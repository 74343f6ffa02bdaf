//! In-process backend.
//!
//! Unlike SQLite, counts are not aggregated at read time: each collection
//! carries an atomic counter bumped only by the writer whose link insert was
//! new, and lowered once per member when the member is soft-deleted.

use anyhow::Result;
use chrono::{DateTime, Utc};
use std::collections::{BTreeMap, HashMap, HashSet};
use std::sync::atomic::{AtomicI64, Ordering};
use std::sync::{Mutex, RwLock};

use super::backend::ArchiveStore;
use crate::model::{Collection, CollectionKind, CollectionRef, GpxPoint, MediaRecord};

struct CollectionEntry {
    kind: CollectionKind,
    title: String,
    count: AtomicI64,
}

impl CollectionEntry {
    fn snapshot(&self, id: &str) -> Collection {
        Collection {
            id: id.to_string(),
            kind: self.kind,
            title: self.title.clone(),
            media_count: self.count.load(Ordering::SeqCst).max(0) as u64,
        }
    }
}

/// (unix seconds, lat bits, lng bits)
type GpxKey = (i64, u64, u64);

fn gpx_key(point: &GpxPoint) -> GpxKey {
    (
        point.timestamp.timestamp(),
        point.coordinates.lat.to_bits(),
        point.coordinates.lng.to_bits(),
    )
}

#[derive(Default)]
pub struct MemoryDb {
    media: RwLock<HashMap<String, MediaRecord>>,
    collections: RwLock<HashMap<String, CollectionEntry>>,
    /// (media id, collection id)
    links: Mutex<HashSet<(String, String)>>,
    gpx: RwLock<BTreeMap<GpxKey, GpxPoint>>,
}

fn poisoned<T>(_: T) -> anyhow::Error {
    anyhow::anyhow!("memory store lock poisoned")
}

impl MemoryDb {
    pub fn new() -> Self {
        Self::default()
    }

    fn is_deleted(&self, media_id: &str) -> Result<bool> {
        let media = self.media.read().map_err(poisoned)?;
        Ok(media.get(media_id).map(|r| r.is_deleted()).unwrap_or(false))
    }

    fn bump(&self, collection_id: &str, delta: i64) -> Result<()> {
        let collections = self.collections.read().map_err(poisoned)?;
        if let Some(entry) = collections.get(collection_id) {
            entry.count.fetch_add(delta, Ordering::SeqCst);
        }
        Ok(())
    }
}

impl ArchiveStore for MemoryDb {
    fn initialize(&self) -> Result<()> {
        Ok(())
    }

    fn get_media(&self, id: &str) -> Result<Option<MediaRecord>> {
        let media = self.media.read().map_err(poisoned)?;
        Ok(media.get(id).cloned())
    }

    fn insert_media(&self, record: &MediaRecord) -> Result<bool> {
        let mut media = self.media.write().map_err(poisoned)?;
        if media.contains_key(&record.id) {
            return Ok(false);
        }
        media.insert(record.id.clone(), record.clone());
        Ok(true)
    }

    fn append_collections(
        &self,
        media_id: &str,
        collections: &[CollectionRef],
    ) -> Result<Option<MediaRecord>> {
        let mut media = self.media.write().map_err(poisoned)?;
        let Some(record) = media.get_mut(media_id) else {
            return Ok(None);
        };
        for collection in collections {
            if !record.in_collection(&collection.id) {
                record.collections.push(collection.clone());
            }
        }
        Ok(Some(record.clone()))
    }

    fn set_caption(&self, id: &str, caption: &str) -> Result<Option<MediaRecord>> {
        let mut media = self.media.write().map_err(poisoned)?;
        match media.get_mut(id) {
            Some(record) if !record.is_deleted() => {
                record.caption = Some(caption.to_string());
                Ok(Some(record.clone()))
            }
            _ => Ok(None),
        }
    }

    fn mark_media_deleted(&self, id: &str, at: DateTime<Utc>) -> Result<bool> {
        {
            let mut media = self.media.write().map_err(poisoned)?;
            match media.get_mut(id) {
                Some(record) if !record.is_deleted() => record.deleted_at = Some(at),
                _ => return Ok(false),
            }
        }

        let member_of: Vec<String> = {
            let links = self.links.lock().map_err(poisoned)?;
            links
                .iter()
                .filter(|(media_id, _)| media_id == id)
                .map(|(_, collection_id)| collection_id.clone())
                .collect()
        };
        for collection_id in member_of {
            self.bump(&collection_id, -1)?;
        }
        Ok(true)
    }

    fn add_membership(&self, media_id: &str, collection: &CollectionRef) -> Result<bool> {
        let exists = self
            .collections
            .read()
            .map_err(poisoned)?
            .contains_key(&collection.id);
        if !exists {
            let mut collections = self.collections.write().map_err(poisoned)?;
            collections
                .entry(collection.id.clone())
                .or_insert_with(|| CollectionEntry {
                    kind: collection.kind,
                    title: collection.title.clone(),
                    count: AtomicI64::new(0),
                });
        }

        let linked = self
            .links
            .lock()
            .map_err(poisoned)?
            .insert((media_id.to_string(), collection.id.clone()));

        if linked && !self.is_deleted(media_id)? {
            self.bump(&collection.id, 1)?;
        }
        Ok(linked)
    }

    fn get_collection(&self, id: &str) -> Result<Option<Collection>> {
        let collections = self.collections.read().map_err(poisoned)?;
        Ok(collections.get(id).map(|entry| entry.snapshot(id)))
    }

    fn list_collections(&self, kind: CollectionKind) -> Result<Vec<Collection>> {
        let collections = self.collections.read().map_err(poisoned)?;
        let mut listed: Vec<Collection> = collections
            .iter()
            .filter(|(_, entry)| entry.kind == kind)
            .map(|(id, entry)| entry.snapshot(id))
            .filter(|c| c.media_count > 0)
            .collect();
        listed.sort_by(|a, b| b.id.cmp(&a.id));
        Ok(listed)
    }

    fn collection_media(&self, id: &str) -> Result<Vec<MediaRecord>> {
        let member_ids: Vec<String> = {
            let links = self.links.lock().map_err(poisoned)?;
            links
                .iter()
                .filter(|(_, collection_id)| collection_id == id)
                .map(|(media_id, _)| media_id.clone())
                .collect()
        };

        let media = self.media.read().map_err(poisoned)?;
        let mut records: Vec<MediaRecord> = member_ids
            .iter()
            .filter_map(|media_id| media.get(media_id))
            .filter(|r| !r.is_deleted())
            .cloned()
            .collect();
        records.sort_by(|a, b| {
            b.capture_time()
                .cmp(&a.capture_time())
                .then_with(|| b.id.cmp(&a.id))
        });
        Ok(records)
    }

    fn insert_gpx_points(&self, points: &[GpxPoint]) -> Result<usize> {
        let mut gpx = self.gpx.write().map_err(poisoned)?;
        let mut inserted = 0;
        for point in points {
            let key = gpx_key(point);
            if !gpx.contains_key(&key) {
                // Stored at second resolution, same as the SQLite table
                let mut stored = point.clone();
                stored.timestamp = DateTime::from_timestamp(key.0, 0).unwrap_or(point.timestamp);
                gpx.insert(key, stored);
                inserted += 1;
            }
        }
        Ok(inserted)
    }

    fn first_gpx_point_between(
        &self,
        from: DateTime<Utc>,
        to: DateTime<Utc>,
    ) -> Result<Option<GpxPoint>> {
        let gpx = self.gpx.read().map_err(poisoned)?;
        Ok(gpx
            .range((from.timestamp(), 0, 0)..=(to.timestamp(), u64::MAX, u64::MAX))
            .next()
            .map(|(_, p)| p.clone()))
    }

    fn last_gpx_point_between(
        &self,
        from: DateTime<Utc>,
        to: DateTime<Utc>,
    ) -> Result<Option<GpxPoint>> {
        let gpx = self.gpx.read().map_err(poisoned)?;
        Ok(gpx
            .range((from.timestamp(), 0, 0)..=(to.timestamp(), u64::MAX, u64::MAX))
            .next_back()
            .map(|(_, p)| p.clone()))
    }
}

#[cfg(test)]
mod tests {
    use super::*;
    use crate::model::MediaMetadata;
    use chrono::TimeZone;
    use std::sync::Arc;
    use std::thread;

    fn record(id: &str) -> MediaRecord {
        let t = Utc.with_ymd_and_hms(2022, 1, 3, 12, 0, 0).unwrap();
        MediaRecord::new(id, MediaMetadata::new(t, "jpg"))
    }

    fn inbox() -> CollectionRef {
        CollectionRef {
            id: "inbox__2022-01".to_string(),
            kind: CollectionKind::Inbox,
            title: "inbox Jan 2022".to_string(),
        }
    }

    #[test]
    fn test_concurrent_links_count_each_member_once() {
        let db = Arc::new(MemoryDb::new());
        let handles: Vec<_> = (0..8)
            .map(|i| {
                let db = Arc::clone(&db);
                thread::spawn(move || {
                    // Two workers race for every media id
                    let id = format!("m{}", i % 4);
                    db.insert_media(&record(&id)).unwrap();
                    db.add_membership(&id, &inbox()).unwrap()
                })
            })
            .collect();
        let new_links = handles
            .into_iter()
            .map(|h| h.join().unwrap())
            .filter(|linked| *linked)
            .count();

        assert_eq!(new_links, 4);
        let collection = db.get_collection(&inbox().id).unwrap().unwrap();
        assert_eq!(collection.media_count, 4);
    }

    #[test]
    fn test_delete_lowers_count_once() {
        let db = MemoryDb::new();
        for id in ["a", "b"] {
            db.insert_media(&record(id)).unwrap();
            db.add_membership(id, &inbox()).unwrap();
        }

        let at = Utc::now();
        assert!(db.mark_media_deleted("a", at).unwrap());
        assert!(!db.mark_media_deleted("a", at).unwrap());
        assert_eq!(db.get_collection(&inbox().id).unwrap().unwrap().media_count, 1);

        let media = db.collection_media(&inbox().id).unwrap();
        assert_eq!(media.len(), 1);
        assert_eq!(media[0].id, "b");

        db.mark_media_deleted("b", at).unwrap();
        assert!(db.list_collections(CollectionKind::Inbox).unwrap().is_empty());
    }

    #[test]
    fn test_gpx_range_bounds_are_inclusive() {
        let db = MemoryDb::new();
        let t = Utc.with_ymd_and_hms(2022, 1, 3, 12, 0, 0).unwrap();
        db.insert_gpx_points(&[GpxPoint::new(t, 1.0, 2.0)]).unwrap();

        assert!(db.first_gpx_point_between(t, t).unwrap().is_some());
        assert!(db.last_gpx_point_between(t, t).unwrap().is_some());
        assert!(db
            .first_gpx_point_between(t + chrono::Duration::seconds(1), t + chrono::Duration::hours(1))
            .unwrap()
            .is_none());
    }
}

= = =

- _DIRECTIONS_
Scan the listing for the string "HashMap", then copy every line where it appears.

- _EXERCISE OUTPUT_
use std::collections::{BTreeMap, HashMap, HashSet};
    media: RwLock<HashMap<String, MediaRecord>>,
    collections: RwLock<HashMap<String, CollectionEntry>>,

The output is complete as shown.